Start of Block

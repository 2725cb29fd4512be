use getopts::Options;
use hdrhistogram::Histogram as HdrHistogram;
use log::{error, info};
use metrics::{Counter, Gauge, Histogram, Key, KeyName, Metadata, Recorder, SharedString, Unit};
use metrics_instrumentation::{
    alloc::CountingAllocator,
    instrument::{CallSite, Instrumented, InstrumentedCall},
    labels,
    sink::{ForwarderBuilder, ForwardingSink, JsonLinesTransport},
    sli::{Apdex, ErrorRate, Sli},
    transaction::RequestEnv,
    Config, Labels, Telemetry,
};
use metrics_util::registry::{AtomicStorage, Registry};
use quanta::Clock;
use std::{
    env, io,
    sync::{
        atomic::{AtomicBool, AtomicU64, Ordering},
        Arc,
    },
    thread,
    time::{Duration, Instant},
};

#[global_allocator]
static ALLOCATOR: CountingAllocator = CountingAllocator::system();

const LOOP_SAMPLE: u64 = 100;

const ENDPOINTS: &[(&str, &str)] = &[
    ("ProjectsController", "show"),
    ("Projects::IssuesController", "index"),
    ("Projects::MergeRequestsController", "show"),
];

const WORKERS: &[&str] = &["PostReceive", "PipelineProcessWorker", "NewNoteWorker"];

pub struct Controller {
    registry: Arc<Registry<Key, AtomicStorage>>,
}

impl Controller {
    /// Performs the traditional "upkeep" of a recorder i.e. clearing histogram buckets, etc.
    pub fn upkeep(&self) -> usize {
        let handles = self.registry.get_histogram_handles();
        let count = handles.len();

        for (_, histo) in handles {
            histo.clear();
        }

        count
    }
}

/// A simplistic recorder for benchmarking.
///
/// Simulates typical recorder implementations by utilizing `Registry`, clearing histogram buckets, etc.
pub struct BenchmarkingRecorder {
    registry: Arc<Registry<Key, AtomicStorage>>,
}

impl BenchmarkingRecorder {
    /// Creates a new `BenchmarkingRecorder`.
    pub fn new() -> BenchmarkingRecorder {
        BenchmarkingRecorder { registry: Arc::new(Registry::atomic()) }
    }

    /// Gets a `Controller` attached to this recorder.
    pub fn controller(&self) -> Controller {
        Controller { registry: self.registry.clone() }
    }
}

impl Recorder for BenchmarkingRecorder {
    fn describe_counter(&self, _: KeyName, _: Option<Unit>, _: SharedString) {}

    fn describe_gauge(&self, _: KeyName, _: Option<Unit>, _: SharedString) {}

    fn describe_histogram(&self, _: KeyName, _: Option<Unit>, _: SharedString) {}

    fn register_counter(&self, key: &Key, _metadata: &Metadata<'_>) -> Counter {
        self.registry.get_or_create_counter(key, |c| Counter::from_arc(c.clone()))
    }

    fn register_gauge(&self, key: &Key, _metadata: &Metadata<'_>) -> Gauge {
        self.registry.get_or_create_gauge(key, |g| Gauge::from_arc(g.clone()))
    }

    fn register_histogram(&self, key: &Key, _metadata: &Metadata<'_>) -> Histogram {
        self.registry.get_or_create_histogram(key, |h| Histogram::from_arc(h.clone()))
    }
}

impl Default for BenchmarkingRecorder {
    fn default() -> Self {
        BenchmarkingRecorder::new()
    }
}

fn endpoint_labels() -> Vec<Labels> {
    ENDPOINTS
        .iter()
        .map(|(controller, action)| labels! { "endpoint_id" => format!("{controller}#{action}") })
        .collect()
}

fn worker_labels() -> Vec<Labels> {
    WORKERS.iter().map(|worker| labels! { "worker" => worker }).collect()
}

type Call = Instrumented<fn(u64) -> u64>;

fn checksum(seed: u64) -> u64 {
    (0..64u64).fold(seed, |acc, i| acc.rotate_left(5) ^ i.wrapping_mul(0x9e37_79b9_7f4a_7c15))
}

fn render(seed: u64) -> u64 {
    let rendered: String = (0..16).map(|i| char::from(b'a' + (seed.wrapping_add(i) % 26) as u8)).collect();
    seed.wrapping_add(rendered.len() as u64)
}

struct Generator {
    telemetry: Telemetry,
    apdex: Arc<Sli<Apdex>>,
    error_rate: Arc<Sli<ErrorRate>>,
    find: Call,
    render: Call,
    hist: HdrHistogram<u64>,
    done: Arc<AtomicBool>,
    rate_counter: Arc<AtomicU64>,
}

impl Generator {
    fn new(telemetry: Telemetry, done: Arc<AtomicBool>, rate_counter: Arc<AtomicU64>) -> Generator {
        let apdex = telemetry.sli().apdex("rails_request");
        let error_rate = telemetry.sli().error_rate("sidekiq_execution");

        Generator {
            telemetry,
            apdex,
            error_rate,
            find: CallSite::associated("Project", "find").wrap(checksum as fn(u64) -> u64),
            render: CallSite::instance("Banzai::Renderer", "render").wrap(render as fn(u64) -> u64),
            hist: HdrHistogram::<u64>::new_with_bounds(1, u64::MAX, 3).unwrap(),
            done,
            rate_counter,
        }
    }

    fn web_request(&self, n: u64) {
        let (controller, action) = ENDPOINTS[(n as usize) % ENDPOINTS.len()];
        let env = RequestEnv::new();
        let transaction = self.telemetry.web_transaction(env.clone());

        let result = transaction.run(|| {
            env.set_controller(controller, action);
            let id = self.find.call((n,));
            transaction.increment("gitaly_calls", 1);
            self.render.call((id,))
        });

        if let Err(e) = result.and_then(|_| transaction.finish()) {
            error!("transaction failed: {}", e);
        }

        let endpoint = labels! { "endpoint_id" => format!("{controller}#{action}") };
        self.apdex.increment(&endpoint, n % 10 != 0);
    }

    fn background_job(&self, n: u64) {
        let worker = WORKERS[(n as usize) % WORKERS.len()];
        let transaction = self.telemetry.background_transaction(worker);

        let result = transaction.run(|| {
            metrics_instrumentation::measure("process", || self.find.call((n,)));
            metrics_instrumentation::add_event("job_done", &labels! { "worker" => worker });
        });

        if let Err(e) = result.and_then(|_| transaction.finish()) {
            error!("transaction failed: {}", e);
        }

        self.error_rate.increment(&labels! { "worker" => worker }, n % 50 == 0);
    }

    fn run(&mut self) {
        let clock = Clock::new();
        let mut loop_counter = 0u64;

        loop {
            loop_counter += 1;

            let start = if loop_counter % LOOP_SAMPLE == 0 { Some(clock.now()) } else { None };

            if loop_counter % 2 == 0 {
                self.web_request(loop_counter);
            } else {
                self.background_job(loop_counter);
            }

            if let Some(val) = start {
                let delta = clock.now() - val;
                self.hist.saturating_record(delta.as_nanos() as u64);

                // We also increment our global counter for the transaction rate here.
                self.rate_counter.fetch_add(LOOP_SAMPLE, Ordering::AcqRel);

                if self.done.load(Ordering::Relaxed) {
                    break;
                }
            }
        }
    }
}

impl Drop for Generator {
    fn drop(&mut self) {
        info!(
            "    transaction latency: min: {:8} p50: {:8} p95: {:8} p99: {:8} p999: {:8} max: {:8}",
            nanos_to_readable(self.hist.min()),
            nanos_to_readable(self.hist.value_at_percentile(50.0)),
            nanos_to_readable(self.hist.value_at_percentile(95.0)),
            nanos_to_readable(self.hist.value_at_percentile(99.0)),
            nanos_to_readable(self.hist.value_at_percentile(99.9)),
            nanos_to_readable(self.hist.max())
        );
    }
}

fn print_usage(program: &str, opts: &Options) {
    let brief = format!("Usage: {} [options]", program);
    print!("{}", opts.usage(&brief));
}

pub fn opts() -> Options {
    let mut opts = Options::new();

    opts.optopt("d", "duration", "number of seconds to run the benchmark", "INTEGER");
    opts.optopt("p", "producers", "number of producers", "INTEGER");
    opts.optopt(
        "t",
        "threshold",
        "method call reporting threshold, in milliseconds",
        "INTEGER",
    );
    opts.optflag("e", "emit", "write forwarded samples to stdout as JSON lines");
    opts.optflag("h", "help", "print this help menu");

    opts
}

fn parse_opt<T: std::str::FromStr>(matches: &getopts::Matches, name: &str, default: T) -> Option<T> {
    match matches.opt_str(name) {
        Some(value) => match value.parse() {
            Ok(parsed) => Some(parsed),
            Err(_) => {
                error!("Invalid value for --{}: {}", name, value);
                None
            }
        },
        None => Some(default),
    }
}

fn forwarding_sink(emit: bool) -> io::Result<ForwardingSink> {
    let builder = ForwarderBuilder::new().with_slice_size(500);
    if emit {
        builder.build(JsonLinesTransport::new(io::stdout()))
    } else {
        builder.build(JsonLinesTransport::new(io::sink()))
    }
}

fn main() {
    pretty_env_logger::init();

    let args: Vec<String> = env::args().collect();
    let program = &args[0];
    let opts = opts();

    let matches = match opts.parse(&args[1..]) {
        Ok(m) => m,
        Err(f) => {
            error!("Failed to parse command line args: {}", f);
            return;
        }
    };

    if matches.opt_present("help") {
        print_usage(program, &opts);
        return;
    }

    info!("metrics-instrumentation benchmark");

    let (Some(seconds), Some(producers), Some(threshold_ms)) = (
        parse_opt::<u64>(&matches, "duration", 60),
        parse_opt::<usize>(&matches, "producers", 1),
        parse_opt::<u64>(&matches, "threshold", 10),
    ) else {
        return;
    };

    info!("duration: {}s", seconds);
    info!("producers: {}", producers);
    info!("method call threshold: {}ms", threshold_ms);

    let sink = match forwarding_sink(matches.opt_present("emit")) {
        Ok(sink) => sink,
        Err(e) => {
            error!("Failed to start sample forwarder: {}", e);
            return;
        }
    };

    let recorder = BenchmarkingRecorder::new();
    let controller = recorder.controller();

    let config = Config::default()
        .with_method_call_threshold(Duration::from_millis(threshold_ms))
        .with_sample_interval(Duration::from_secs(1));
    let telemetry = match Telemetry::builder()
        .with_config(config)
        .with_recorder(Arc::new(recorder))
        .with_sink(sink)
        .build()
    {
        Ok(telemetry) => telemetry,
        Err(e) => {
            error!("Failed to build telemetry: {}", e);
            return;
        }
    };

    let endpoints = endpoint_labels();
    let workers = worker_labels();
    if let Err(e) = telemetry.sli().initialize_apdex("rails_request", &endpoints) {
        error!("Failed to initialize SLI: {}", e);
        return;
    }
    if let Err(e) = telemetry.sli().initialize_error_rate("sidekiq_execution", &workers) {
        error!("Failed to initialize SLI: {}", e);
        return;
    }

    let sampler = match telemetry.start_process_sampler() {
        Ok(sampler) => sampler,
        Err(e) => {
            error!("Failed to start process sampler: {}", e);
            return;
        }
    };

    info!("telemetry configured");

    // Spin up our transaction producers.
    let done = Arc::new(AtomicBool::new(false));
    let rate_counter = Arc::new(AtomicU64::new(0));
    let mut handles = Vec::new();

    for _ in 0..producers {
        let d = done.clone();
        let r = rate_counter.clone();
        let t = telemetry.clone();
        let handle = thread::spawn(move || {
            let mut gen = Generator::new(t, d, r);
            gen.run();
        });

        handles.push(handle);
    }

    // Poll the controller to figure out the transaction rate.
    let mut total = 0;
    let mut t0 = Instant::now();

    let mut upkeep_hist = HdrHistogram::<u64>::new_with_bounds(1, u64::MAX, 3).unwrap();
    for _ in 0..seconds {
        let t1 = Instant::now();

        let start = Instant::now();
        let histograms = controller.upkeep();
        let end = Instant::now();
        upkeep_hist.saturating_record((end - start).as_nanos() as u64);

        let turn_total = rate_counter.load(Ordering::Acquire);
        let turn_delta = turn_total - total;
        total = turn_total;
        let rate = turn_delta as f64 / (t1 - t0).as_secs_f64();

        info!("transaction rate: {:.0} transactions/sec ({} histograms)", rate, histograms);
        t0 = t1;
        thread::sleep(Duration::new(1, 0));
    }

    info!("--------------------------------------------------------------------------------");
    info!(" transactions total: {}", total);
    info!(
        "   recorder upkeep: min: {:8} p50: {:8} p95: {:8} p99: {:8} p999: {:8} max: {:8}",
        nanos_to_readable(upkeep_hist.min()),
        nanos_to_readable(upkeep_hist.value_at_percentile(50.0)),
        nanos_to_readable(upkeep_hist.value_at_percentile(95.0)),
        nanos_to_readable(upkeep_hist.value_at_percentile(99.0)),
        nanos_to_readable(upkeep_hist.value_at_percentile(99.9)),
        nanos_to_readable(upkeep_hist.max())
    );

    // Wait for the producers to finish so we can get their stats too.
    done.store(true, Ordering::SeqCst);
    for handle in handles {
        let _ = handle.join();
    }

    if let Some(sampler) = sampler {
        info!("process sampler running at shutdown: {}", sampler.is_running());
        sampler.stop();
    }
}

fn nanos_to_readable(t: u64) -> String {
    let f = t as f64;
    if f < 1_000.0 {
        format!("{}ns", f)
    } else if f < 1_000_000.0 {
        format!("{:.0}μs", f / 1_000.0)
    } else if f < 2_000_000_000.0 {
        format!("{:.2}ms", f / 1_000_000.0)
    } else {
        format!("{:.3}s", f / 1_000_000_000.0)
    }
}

End of Block

Aim of the exercise
Out of the preceding entries, pull each line that contains the word "optflag".

Result
    opts.optflag("e", "emit", "write forwarded samples to stdout as JSON lines");
    opts.optflag("h", "help", "print this help menu");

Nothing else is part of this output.